▶ **Task description**:
List, from the lines below, each one with "collection" in it.

(Dataset excerpts)

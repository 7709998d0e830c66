use super::card_set::{card_of, CardSet};
use crate::util::alloc::card_set_memory::CardSetConfiguration;
use crate::util::Address;
use atomic::Atomic;
use bytemuck::NoUninit;
use std::sync::atomic::Ordering;
use std::sync::Arc;

/// Whether the remembered set of a region is being maintained.
#[repr(u8)]
#[derive(
    Copy,
    Clone,
    Debug,
    PartialEq,
    Eq,
    NoUninit,
    strum_macros::IntoStaticStr,
)]
pub enum RemSetState {
    Untracked,
    Updating,
    Complete,
}

/// The remembered set of a region: the cards outside the region that may hold references
/// into it. While the region is a member of a collection group, the group's shared card
/// set is the active one.
pub struct HeapRegionRemSet {
    card_set: Arc<CardSet>,
    group_card_set: spin::Mutex<Option<Arc<CardSet>>>,
    state: Atomic<RemSetState>,
}

impl HeapRegionRemSet {
    pub fn new(config: Arc<CardSetConfiguration>) -> Self {
        Self {
            card_set: Arc::new(CardSet::new(config)),
            group_card_set: spin::Mutex::new(None),
            state: Atomic::new(RemSetState::Untracked),
        }
    }

    /// The card set that references into this region are recorded in.
    pub fn card_set(&self) -> Arc<CardSet> {
        match &*self.group_card_set.lock() {
            Some(group) => group.clone(),
            None => self.card_set.clone(),
        }
    }

    pub fn has_group_cardset(&self) -> bool {
        self.group_card_set.lock().is_some()
    }

    /// Share `card_set` with the other regions of a collection group. The cards recorded
    /// so far are moved into it.
    pub fn install_group_cardset(&self, card_set: Arc<CardSet>) {
        let mut group = self.group_card_set.lock();
        debug_assert!(group.is_none(), "a region is in at most one group");
        self.card_set.iterate_cards(|card| {
            card_set.add_card(card);
        });
        self.card_set.clear();
        *group = Some(card_set);
    }

    pub fn uninstall_group_cardset(&self) {
        *self.group_card_set.lock() = None;
    }

    /// Record a reference from the slot at `from` into this region.
    pub fn add_reference(&self, from: Address) -> bool {
        self.card_set().add_card(card_of(from))
    }

    pub fn contains_reference(&self, from: Address) -> bool {
        self.card_set().contains_card(card_of(from))
    }

    pub fn occupied(&self) -> usize {
        self.card_set().occupied()
    }

    pub fn is_empty(&self) -> bool {
        self.occupied() == 0
    }

    /// Drop the recorded cards of the region's own card set. Unless `only_cardset`, the
    /// region also stops being tracked.
    pub fn clear(&self, only_cardset: bool) {
        self.card_set.clear();
        if !only_cardset {
            self.set_state(RemSetState::Untracked);
        }
    }

    pub fn state(&self) -> RemSetState {
        self.state.load(Ordering::Relaxed)
    }

    pub fn set_state(&self, state: RemSetState) {
        self.state.store(state, Ordering::Relaxed)
    }

    pub fn is_tracked(&self) -> bool {
        self.state() != RemSetState::Untracked
    }

    pub fn is_complete(&self) -> bool {
        self.state() == RemSetState::Complete
    }

    pub fn get_state_str(&self) -> &'static str {
        self.state().into()
    }

    pub fn mem_size(&self) -> usize {
        std::mem::size_of::<Self>() + self.card_set.mem_size()
    }
}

▶ **Written solution**:
/// into it. While the region is a member of a collection group, the group's shared card
    /// Share `card_set` with the other regions of a collection group. The cards recorded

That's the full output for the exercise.